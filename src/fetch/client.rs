//! HTTP client for the draw-notice endpoint.

use std::sync::Arc;
use std::time::Duration;

use chrono::NaiveDate;
use log::{debug, info, warn};
use reqwest::{StatusCode, Url};
use serde_json::Value;
use tokio::sync::OnceCell;

use super::request::{apply_notice_headers, NoticeQuery};
use super::response::NoticePage;
use super::window::{year_windows, DateWindow};
use super::DrawSource;
use crate::config::{Config, DRAW_NOTICE_PATH, HOME_PATH, MAX_PAGES_PER_WINDOW};
use crate::error_handling::FetchError;

/// Fetches draw notices from the data source.
///
/// The underlying `reqwest::Client` must have a cookie store enabled (see
/// [`crate::initialization::init_client`]): the first fetch visits the home
/// page once so the server can set its session cookie, and every later
/// request in this client's lifetime reuses that session.
pub struct DrawNoticeClient {
    http: Arc<reqwest::Client>,
    home_url: Url,
    notice_url: Url,
    lottery: String,
    page_size: u32,
    window_pause: Duration,
    session: OnceCell<()>,
}

impl DrawNoticeClient {
    /// Creates a client for the data source described by `config`.
    ///
    /// # Errors
    ///
    /// Returns `FetchError::InvalidBaseUrl` if `config.base_url` is not a valid URL.
    pub fn new(http: Arc<reqwest::Client>, config: &Config) -> Result<Self, FetchError> {
        let base = Url::parse(&config.base_url)?;
        Ok(Self {
            http,
            home_url: base.join(HOME_PATH)?,
            notice_url: base.join(DRAW_NOTICE_PATH)?,
            lottery: config.lottery.clone(),
            page_size: config.page_size.max(1),
            window_pause: Duration::ZERO,
            session: OnceCell::new(),
        })
    }

    /// Sets a pause between consecutive yearly windows.
    pub fn with_window_pause(mut self, pause: Duration) -> Self {
        self.window_pause = pause;
        self
    }

    async fn ensure_session(&self) -> Result<(), FetchError> {
        self.session
            .get_or_try_init(|| async {
                debug!("Opening session at {}", self.home_url);
                let response = self.http.get(self.home_url.clone()).send().await?;
                if !response.status().is_success() {
                    // The cookie may still have been set; the notice request decides.
                    warn!(
                        "Home page returned {} while opening session",
                        response.status()
                    );
                }
                Ok::<(), FetchError>(())
            })
            .await
            .map(|_| ())
    }

    /// Fetches every page of one window.
    ///
    /// The envelope's `total` and `pageNum` decide when paging ends; a page
    /// shorter than requested only ends it when the source reports neither.
    ///
    /// # Errors
    ///
    /// Besides request failures, returns `FetchError::IncompleteWindow` when
    /// the pages run out before `total` notices arrived, and
    /// `FetchError::PageLimitExceeded` when paging does not end within
    /// `MAX_PAGES_PER_WINDOW` pages.
    pub async fn fetch_window(&self, window: &DateWindow) -> Result<Vec<Value>, FetchError> {
        let mut collected: Vec<Value> = Vec::new();
        let mut page_no = 1;

        loop {
            if page_no > MAX_PAGES_PER_WINDOW {
                return Err(FetchError::PageLimitExceeded {
                    start: window.start.to_string(),
                    end: window.end.to_string(),
                    pages: MAX_PAGES_PER_WINDOW,
                });
            }

            let page = self.fetch_page(window, page_no).await?;
            let received = page.result.len();
            collected.extend(page.result);
            debug!(
                "Window {} page {}: {} notice(s), total {}, pages {}",
                window, page_no, received, page.total, page.page_num
            );

            if page.total <= 0 && page.page_num <= 0 {
                // No paging metadata: a short page is the last one
                if received < self.page_size as usize {
                    break;
                }
            } else {
                let have_all = page.total > 0 && collected.len() as i64 >= page.total;
                let last_page = page.page_num > 0 && i64::from(page_no) >= page.page_num;
                if have_all {
                    break;
                }
                if last_page || received == 0 {
                    if page.total > 0 {
                        return Err(FetchError::IncompleteWindow {
                            start: window.start.to_string(),
                            end: window.end.to_string(),
                            expected: page.total,
                            received: collected.len(),
                        });
                    }
                    break;
                }
            }
            page_no += 1;
        }

        Ok(collected)
    }

    async fn fetch_page(&self, window: &DateWindow, page_no: u32) -> Result<NoticePage, FetchError> {
        let query = NoticeQuery {
            lottery: &self.lottery,
            window: *window,
            page_no,
            page_size: self.page_size,
        };
        let request = self
            .http
            .get(self.notice_url.clone())
            .query(&query.params());
        let response = apply_notice_headers(request, self.home_url.as_str())
            .send()
            .await?;

        let status = response.status();
        let url = response.url().to_string();
        if status != StatusCode::OK {
            return Err(FetchError::StatusError {
                status: status.as_u16(),
                url,
            });
        }

        let body = response.text().await?;
        let page: NoticePage =
            serde_json::from_str(&body).map_err(|source| FetchError::DecodeError {
                url: url.clone(),
                source,
            })?;
        if page.state != 0 {
            return Err(FetchError::ApiError {
                state: page.state,
                message: page.message,
            });
        }
        Ok(page)
    }
}

impl DrawSource for DrawNoticeClient {
    async fn fetch_range(
        &self,
        start: NaiveDate,
        end: NaiveDate,
    ) -> Result<Vec<Value>, FetchError> {
        let windows = year_windows(start, end);
        if windows.is_empty() {
            return Ok(Vec::new());
        }

        self.ensure_session().await?;

        let mut notices = Vec::new();
        for (i, window) in windows.iter().enumerate() {
            if i > 0 && !self.window_pause.is_zero() {
                tokio::time::sleep(self.window_pause).await;
            }
            let batch = self.fetch_window(window).await?;
            info!("Fetched {} notice(s) for {}", batch.len(), window);
            notices.extend(batch);
        }
        Ok(notices)
    }
}
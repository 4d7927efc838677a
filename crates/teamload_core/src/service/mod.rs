//! Use-case services over the registries.
//!
//! # Responsibility
//! - Derive allocation views from registry snapshots.
//! - Provide the dashboard entry points (create/edit gate, import/export).

pub mod aggregation;
pub mod dashboard_service;
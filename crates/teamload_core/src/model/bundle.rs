//! Bulk interchange document for backup and restore.
//!
//! # Responsibility
//! - Define the `{projects, users, version, exportedAt}` JSON document.
//! - Decode untrusted import payloads into typed collections.
//!
//! # Invariants
//! - Decoding never mutates state; callers replace registries only on `Ok`.
//! - Legacy project records inside an import are upgraded like stored ones.

use crate::model::project::Project;
use crate::model::record::{upgrade_all, ProjectRecord};
use crate::model::user::User;
use serde::{Deserialize, Serialize};
use serde_json::Value;
use std::error::Error;
use std::fmt::{Display, Formatter};

/// Interchange format version written by this build.
pub const TRANSFER_FORMAT_VERSION: u32 = 1;

/// Full dashboard backup.
#[derive(Debug, Clone, PartialEq, Serialize, Deserialize)]
#[serde(rename_all = "camelCase")]
pub struct TransferBundle {
    pub projects: Vec<Project>,
    pub users: Vec<User>,
    pub version: u32,
    /// Unix epoch milliseconds.
    pub exported_at: i64,
}

impl TransferBundle {
    pub fn new(projects: Vec<Project>, users: Vec<User>, exported_at: i64) -> Self {
        Self {
            projects,
            users,
            version: TRANSFER_FORMAT_VERSION,
            exported_at,
        }
    }
}

/// Rejection reasons for an import payload.
#[derive(Debug)]
pub enum ImportError {
    /// Payload is not valid JSON.
    Parse(serde_json::Error),
    /// Top-level value is not a JSON object.
    NotAnObject,
    /// Required collection is absent.
    MissingCollection(&'static str),
    /// Required collection is present but not an array.
    NotASequence(&'static str),
    /// One record inside a collection does not match its schema.
    MalformedRecord {
        collection: &'static str,
        index: usize,
        source: serde_json::Error,
    },
}

impl Display for ImportError {
    fn fmt(&self, f: &mut Formatter<'_>) -> std::fmt::Result {
        match self {
            Self::Parse(err) => write!(f, "import payload is not valid JSON: {err}"),
            Self::NotAnObject => write!(f, "import payload must be a JSON object"),
            Self::MissingCollection(name) => write!(f, "import payload is missing `{name}`"),
            Self::NotASequence(name) => write!(f, "import field `{name}` must be an array"),
            Self::MalformedRecord {
                collection,
                index,
                source,
            } => write!(f, "malformed record {collection}[{index}]: {source}"),
        }
    }
}

impl Error for ImportError {
    fn source(&self) -> Option<&(dyn Error + 'static)> {
        match self {
            Self::Parse(err) => Some(err),
            Self::MalformedRecord { source, .. } => Some(source),
            _ => None,
        }
    }
}

/// Typed collections decoded from an import payload.
#[derive(Debug, Clone, PartialEq)]
pub struct DecodedImport {
    pub projects: Vec<Project>,
    pub users: Vec<User>,
    /// Number of legacy project records upgraded during decoding.
    pub upgraded_projects: usize,
}

/// Decodes an import payload from JSON text.
pub fn decode_import(text: &str) -> Result<DecodedImport, ImportError> {
    let value: Value = serde_json::from_str(text).map_err(ImportError::Parse)?;
    decode_import_value(&value)
}

/// Decodes an already-parsed import payload.
///
/// `version` and `exportedAt` are informational and not checked.
pub fn decode_import_value(value: &Value) -> Result<DecodedImport, ImportError> {
    let object = value.as_object().ok_or(ImportError::NotAnObject)?;
    let raw_projects = sequence(object.get("projects"), "projects")?;
    let raw_users = sequence(object.get("users"), "users")?;

    let records = decode_records::<ProjectRecord>(raw_projects, "projects")?;
    let users = decode_records::<User>(raw_users, "users")?;
    let (projects, upgraded_projects) = upgrade_all(records);

    Ok(DecodedImport {
        projects,
        users,
        upgraded_projects,
    })
}

fn sequence<'a>(
    value: Option<&'a Value>,
    name: &'static str,
) -> Result<&'a Vec<Value>, ImportError> {
    match value {
        None => Err(ImportError::MissingCollection(name)),
        Some(Value::Array(items)) => Ok(items),
        Some(_) => Err(ImportError::NotASequence(name)),
    }
}

fn decode_records<T: serde::de::DeserializeOwned>(
    items: &[Value],
    collection: &'static str,
) -> Result<Vec<T>, ImportError> {
    items
        .iter()
        .enumerate()
        .map(|(index, item)| {
            T::deserialize(item).map_err(|source| ImportError::MalformedRecord {
                collection,
                index,
                source,
            })
        })
        .collect()
}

TASK OBJECTIVE.
The answer must be a single number: the count of lines in the entries above that contain "start".

RESULT OF THE TASK.
4